A standard biaxial geogrid for runway stabilization might have these critical specifications:
| Property | Test Method | Typical Value |
|---|---|---|
| Tensile Strength (Machine Direction) | ASTM D6637 | ≥ 20 kN/m |
| Tensile Strength (Cross Machine Direction) | ASTM D6637 | ≥ 20 kN/m |
| Stiffness at 2% Strain (MD & CMD) | ASTM D6637 | ≥ 350 kN/m |
| Aperture Size (MD x CMD) | N/A | 25 mm x 25 mm |
| Junction Strength | Internal Method | ≥ 95% of Rib Strength |
Drainage is another critical consideration. Water trapped within the pavement structure is a primary cause of deterioration, particularly from freeze-thaw cycles in colder climates. While the geotextile itself provides some planar water flow, a dedicated drainage composite is often specified directly beneath the pavement surface or at the edge of the runway. Jinseed’s geocomposite drains consist of a geonet (a rigid polymer mesh that creates a core for high-volume water flow) bonded to one or two non-woven geotextile filters. The specifications for these products focus on their in-plane flow capacity (transmissivity) under various compressive loads, simulating the weight of the pavement and aircraft.

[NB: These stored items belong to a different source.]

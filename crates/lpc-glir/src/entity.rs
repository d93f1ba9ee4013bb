//! Entity references for shader IR objects.
//!
//! Variables, rvalue nodes, statements and statement lists are all owned by a
//! [`Shader`](crate::Shader) and referred to through small copyable ids. The
//! ids index dense arenas ([`PrimaryMap`](crate::PrimaryMap)), so an id from
//! one shader is meaningless in another.

use core::fmt;

/// Base trait for entity references.
///
/// Entities are type-safe identifiers with O(1) conversion to and from
/// arena indices.
pub trait EntityRef: Copy + Clone + PartialEq + Eq + core::hash::Hash + fmt::Debug {
    /// Get the arena index of this entity
    fn index(self) -> usize;

    /// Create an entity from an arena index
    fn from_index(index: usize) -> Self;
}

macro_rules! entity {
    ($(#[$meta:meta])* $name:ident, $prefix:literal) => {
        $(#[$meta])*
        #[derive(Debug, Clone, Copy, PartialEq, Eq, Hash, PartialOrd, Ord)]
        pub struct $name(u32);

        impl $name {
            /// Create an entity with the given raw index
            pub fn new(index: u32) -> Self {
                $name(index)
            }

            /// Raw index of this entity
            pub fn as_u32(self) -> u32 {
                self.0
            }
        }

        impl EntityRef for $name {
            fn index(self) -> usize {
                self.0 as usize
            }

            fn from_index(index: usize) -> Self {
                $name(index as u32)
            }
        }

        impl fmt::Display for $name {
            fn fmt(&self, f: &mut fmt::Formatter<'_>) -> fmt::Result {
                write!(f, concat!($prefix, "{}"), self.0)
            }
        }
    };
}

entity!(
    /// A variable declared somewhere in a shader (global, local or parameter).
    Var,
    "var"
);

entity!(
    /// An rvalue node: dereference, constant, swizzle or expression.
    Node,
    "node"
);

entity!(
    /// A statement.
    Inst,
    "inst"
);

entity!(
    /// An ordered statement list (top level, function body, loop body, ...).
    List,
    "list"
);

For a runway edge drain, a geocomposite would need to maintain high performance even when compressed. A sample specification is:
| Property | Test Method | Typical Value |
|---|---|---|
| Transmissivity (at 500 kPa pressure) | ASTM D4716 | ≥ 3.0 x 10⁻⁴ m²/s |
| Core Thickness | ASTM D5199 | 6.0 mm |
| Geotextile Filter Weight | ASTM D5261 | 200 g/m² |
The installation process is as important as the product specifications. Jinseed provides detailed installation guidelines to ensure the geosynthetics achieve their designed performance. For geotextiles, this includes ensuring adequate overlap (typically 300-600 mm) and securing the material against wind uplift before placing the overlying aggregate. For geogrids, the key is proper tensioning and intimate contact with the aggregate, which often requires specific placement and compaction techniques. Using the wrong equipment or sequence can damage the material or render it ineffective. It’s not just about the material’s strength on paper; it’s about how that strength is mobilized in the field.
Long-term durability is non-negotiable. Airport runways are designed for a service life of 20 to 40 years, and the geosynthetics must last just as long. Jinseed products are manufactured with high-quality, virgin polymers and include additives for resistance to ultraviolet (UV) degradation, chemical attack from soils, and biological organisms. The UV resistance data shown in the first table is critical because the material may be exposed to sunlight for weeks or months before being covered. The products are also tested for creep resistance—the tendency of a polymer to slowly deform under a constant load over time. For runway applications, a very low creep reduction factor is applied in the design to ensure the material retains its strength for decades.
Finally, the role of geosynthetics in construction over soft ground cannot be overstated. They can turn a project that would otherwise require expensive and time-consuming soil removal and replacement into a viable site. By using these engineered materials, contractors can build stable runways on sites that were previously considered unsuitable, saving millions of dollars and significantly reducing the project’s environmental impact by minimizing the need for imported quarry materials. The specifications are not just a list of numbers; they are the engineered DNA that allows modern aviation infrastructure to be built safely, efficiently, and sustainably across a wide range of challenging ground conditions.